■ **Required action**
Using the string "SqliteStore" as the key, pull each matching line out of the records below.

[The data Boundary: Start]

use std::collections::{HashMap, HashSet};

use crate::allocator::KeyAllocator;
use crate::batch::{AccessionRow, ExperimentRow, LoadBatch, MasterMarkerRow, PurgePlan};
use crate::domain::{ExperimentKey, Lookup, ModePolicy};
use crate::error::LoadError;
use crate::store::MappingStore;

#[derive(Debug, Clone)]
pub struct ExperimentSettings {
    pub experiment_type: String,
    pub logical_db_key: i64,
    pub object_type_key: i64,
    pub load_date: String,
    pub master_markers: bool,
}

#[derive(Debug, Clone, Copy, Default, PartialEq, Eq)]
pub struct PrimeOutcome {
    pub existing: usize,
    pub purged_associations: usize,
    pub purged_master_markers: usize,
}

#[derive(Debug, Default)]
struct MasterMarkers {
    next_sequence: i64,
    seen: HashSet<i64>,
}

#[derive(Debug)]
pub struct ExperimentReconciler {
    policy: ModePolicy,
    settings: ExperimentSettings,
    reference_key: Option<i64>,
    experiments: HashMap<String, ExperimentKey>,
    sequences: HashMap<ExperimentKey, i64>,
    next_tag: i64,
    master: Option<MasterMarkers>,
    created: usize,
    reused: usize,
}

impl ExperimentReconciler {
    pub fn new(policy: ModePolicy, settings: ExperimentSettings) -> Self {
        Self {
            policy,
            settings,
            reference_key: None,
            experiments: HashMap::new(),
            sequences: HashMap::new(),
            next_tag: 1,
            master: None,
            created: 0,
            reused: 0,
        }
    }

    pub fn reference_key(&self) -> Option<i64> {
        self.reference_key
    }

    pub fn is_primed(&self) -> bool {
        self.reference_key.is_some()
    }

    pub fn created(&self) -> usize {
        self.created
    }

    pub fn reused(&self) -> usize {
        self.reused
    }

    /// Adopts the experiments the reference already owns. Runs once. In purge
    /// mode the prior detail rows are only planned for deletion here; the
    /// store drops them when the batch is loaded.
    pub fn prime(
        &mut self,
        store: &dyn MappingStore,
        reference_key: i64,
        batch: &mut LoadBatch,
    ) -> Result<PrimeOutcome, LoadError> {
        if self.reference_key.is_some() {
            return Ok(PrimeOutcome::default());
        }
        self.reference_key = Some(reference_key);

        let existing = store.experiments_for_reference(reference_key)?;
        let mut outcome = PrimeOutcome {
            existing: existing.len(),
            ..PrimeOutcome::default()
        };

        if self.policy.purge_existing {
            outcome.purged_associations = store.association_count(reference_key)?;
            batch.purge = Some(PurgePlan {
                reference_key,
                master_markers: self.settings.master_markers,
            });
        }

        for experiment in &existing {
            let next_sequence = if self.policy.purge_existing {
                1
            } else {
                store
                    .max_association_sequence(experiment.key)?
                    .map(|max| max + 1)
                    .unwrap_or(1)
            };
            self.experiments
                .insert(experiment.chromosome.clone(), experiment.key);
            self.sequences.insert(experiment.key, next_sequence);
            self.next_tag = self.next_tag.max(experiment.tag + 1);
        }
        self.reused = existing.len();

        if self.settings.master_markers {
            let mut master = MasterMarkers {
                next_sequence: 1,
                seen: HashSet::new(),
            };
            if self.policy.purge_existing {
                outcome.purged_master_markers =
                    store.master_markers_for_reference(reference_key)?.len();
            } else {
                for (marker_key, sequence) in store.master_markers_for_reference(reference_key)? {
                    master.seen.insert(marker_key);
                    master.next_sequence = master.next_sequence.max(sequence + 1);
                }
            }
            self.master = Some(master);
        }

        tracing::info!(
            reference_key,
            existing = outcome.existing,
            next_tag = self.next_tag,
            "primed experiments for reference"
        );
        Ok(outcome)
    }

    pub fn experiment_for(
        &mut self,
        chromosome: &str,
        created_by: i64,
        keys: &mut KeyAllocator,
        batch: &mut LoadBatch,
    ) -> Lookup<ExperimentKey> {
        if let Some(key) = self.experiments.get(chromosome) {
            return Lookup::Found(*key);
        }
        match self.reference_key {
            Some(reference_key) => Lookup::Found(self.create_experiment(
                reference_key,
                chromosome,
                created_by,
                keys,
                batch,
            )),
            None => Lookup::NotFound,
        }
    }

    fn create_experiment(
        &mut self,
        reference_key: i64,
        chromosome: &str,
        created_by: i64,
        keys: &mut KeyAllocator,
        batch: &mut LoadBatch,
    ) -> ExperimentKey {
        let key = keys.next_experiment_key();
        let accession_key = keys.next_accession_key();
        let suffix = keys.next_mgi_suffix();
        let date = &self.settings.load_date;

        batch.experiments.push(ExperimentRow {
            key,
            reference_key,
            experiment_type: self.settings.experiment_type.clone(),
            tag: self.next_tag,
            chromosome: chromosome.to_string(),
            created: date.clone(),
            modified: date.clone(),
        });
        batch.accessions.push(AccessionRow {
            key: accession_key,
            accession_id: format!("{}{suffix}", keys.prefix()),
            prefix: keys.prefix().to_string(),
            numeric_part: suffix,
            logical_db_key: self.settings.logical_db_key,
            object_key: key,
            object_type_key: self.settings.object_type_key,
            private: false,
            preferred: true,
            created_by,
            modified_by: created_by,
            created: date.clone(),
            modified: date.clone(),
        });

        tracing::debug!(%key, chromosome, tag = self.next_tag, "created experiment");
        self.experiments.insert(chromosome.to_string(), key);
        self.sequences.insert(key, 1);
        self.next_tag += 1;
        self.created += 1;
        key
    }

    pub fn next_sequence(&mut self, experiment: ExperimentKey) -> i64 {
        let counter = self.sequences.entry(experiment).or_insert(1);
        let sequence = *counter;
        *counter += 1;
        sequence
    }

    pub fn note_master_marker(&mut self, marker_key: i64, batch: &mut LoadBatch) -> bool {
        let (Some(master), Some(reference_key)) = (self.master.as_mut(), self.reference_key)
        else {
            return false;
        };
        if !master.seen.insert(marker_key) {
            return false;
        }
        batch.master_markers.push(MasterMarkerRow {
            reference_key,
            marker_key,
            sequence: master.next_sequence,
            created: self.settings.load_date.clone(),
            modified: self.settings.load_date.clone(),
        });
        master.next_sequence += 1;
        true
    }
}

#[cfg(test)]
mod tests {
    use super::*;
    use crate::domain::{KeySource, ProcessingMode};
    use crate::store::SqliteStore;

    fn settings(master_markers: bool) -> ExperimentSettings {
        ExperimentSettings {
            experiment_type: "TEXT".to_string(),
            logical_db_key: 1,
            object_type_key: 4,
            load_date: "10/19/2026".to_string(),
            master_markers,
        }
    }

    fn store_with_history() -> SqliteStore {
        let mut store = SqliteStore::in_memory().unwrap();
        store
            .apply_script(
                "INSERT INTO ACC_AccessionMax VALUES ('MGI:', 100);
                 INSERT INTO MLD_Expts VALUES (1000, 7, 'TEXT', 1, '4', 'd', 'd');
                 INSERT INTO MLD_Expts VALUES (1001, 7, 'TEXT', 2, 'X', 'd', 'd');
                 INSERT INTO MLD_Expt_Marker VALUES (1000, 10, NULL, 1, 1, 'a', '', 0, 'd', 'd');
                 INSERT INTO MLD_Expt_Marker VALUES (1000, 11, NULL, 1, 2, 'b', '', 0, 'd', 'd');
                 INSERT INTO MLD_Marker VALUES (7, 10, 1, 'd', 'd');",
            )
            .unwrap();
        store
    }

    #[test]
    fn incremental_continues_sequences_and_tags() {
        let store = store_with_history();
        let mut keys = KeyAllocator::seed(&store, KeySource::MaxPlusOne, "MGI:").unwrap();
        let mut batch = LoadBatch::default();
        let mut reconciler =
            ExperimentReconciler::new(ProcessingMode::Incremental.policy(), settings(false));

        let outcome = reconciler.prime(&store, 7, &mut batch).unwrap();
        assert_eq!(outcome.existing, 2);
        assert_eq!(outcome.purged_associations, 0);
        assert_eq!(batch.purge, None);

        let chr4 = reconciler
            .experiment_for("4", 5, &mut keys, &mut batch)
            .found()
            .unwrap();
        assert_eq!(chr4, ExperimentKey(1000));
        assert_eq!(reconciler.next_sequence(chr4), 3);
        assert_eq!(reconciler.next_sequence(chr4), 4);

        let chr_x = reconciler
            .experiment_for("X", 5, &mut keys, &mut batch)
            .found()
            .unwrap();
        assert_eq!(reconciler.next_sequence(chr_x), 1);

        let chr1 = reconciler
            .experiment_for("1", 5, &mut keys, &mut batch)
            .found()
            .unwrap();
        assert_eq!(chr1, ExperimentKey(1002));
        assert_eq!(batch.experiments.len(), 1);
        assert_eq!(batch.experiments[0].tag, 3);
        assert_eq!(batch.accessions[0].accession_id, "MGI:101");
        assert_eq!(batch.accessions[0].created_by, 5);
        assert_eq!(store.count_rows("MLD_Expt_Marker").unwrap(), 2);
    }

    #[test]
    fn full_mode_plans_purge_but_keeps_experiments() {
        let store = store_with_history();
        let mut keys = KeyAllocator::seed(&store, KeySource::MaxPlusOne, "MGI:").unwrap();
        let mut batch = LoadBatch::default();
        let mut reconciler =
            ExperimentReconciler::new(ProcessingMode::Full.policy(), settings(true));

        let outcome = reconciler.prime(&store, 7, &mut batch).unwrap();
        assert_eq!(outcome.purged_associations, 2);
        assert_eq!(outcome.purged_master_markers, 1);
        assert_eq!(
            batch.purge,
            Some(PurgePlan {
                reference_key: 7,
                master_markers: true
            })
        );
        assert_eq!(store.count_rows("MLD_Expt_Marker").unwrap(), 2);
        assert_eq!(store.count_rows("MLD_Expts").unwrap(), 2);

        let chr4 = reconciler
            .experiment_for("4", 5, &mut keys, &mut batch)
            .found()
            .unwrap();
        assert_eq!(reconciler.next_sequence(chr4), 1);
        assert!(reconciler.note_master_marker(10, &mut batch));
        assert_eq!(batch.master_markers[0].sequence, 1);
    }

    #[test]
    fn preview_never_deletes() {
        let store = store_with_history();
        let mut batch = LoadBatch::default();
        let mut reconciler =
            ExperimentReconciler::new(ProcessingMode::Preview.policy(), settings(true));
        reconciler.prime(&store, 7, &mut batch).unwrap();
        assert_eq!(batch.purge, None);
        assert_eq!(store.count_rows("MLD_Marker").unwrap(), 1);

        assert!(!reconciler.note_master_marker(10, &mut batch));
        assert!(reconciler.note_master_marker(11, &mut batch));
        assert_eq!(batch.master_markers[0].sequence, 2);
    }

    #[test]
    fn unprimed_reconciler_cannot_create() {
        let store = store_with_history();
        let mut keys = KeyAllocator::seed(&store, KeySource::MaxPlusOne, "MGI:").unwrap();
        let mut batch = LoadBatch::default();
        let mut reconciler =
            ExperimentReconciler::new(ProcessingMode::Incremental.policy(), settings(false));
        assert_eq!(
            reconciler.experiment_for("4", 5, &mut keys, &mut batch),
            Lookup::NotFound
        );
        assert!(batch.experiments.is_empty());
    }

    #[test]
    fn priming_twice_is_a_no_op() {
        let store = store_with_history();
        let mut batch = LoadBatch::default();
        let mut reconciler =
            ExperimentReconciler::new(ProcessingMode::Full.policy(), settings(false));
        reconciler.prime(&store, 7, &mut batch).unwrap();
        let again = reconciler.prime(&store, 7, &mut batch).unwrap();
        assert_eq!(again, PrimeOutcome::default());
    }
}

[The data Boundary: End]

■ **Answer section**
    use crate::store::SqliteStore;
    fn store_with_history() -> SqliteStore {
        let mut store = SqliteStore::in_memory().unwrap();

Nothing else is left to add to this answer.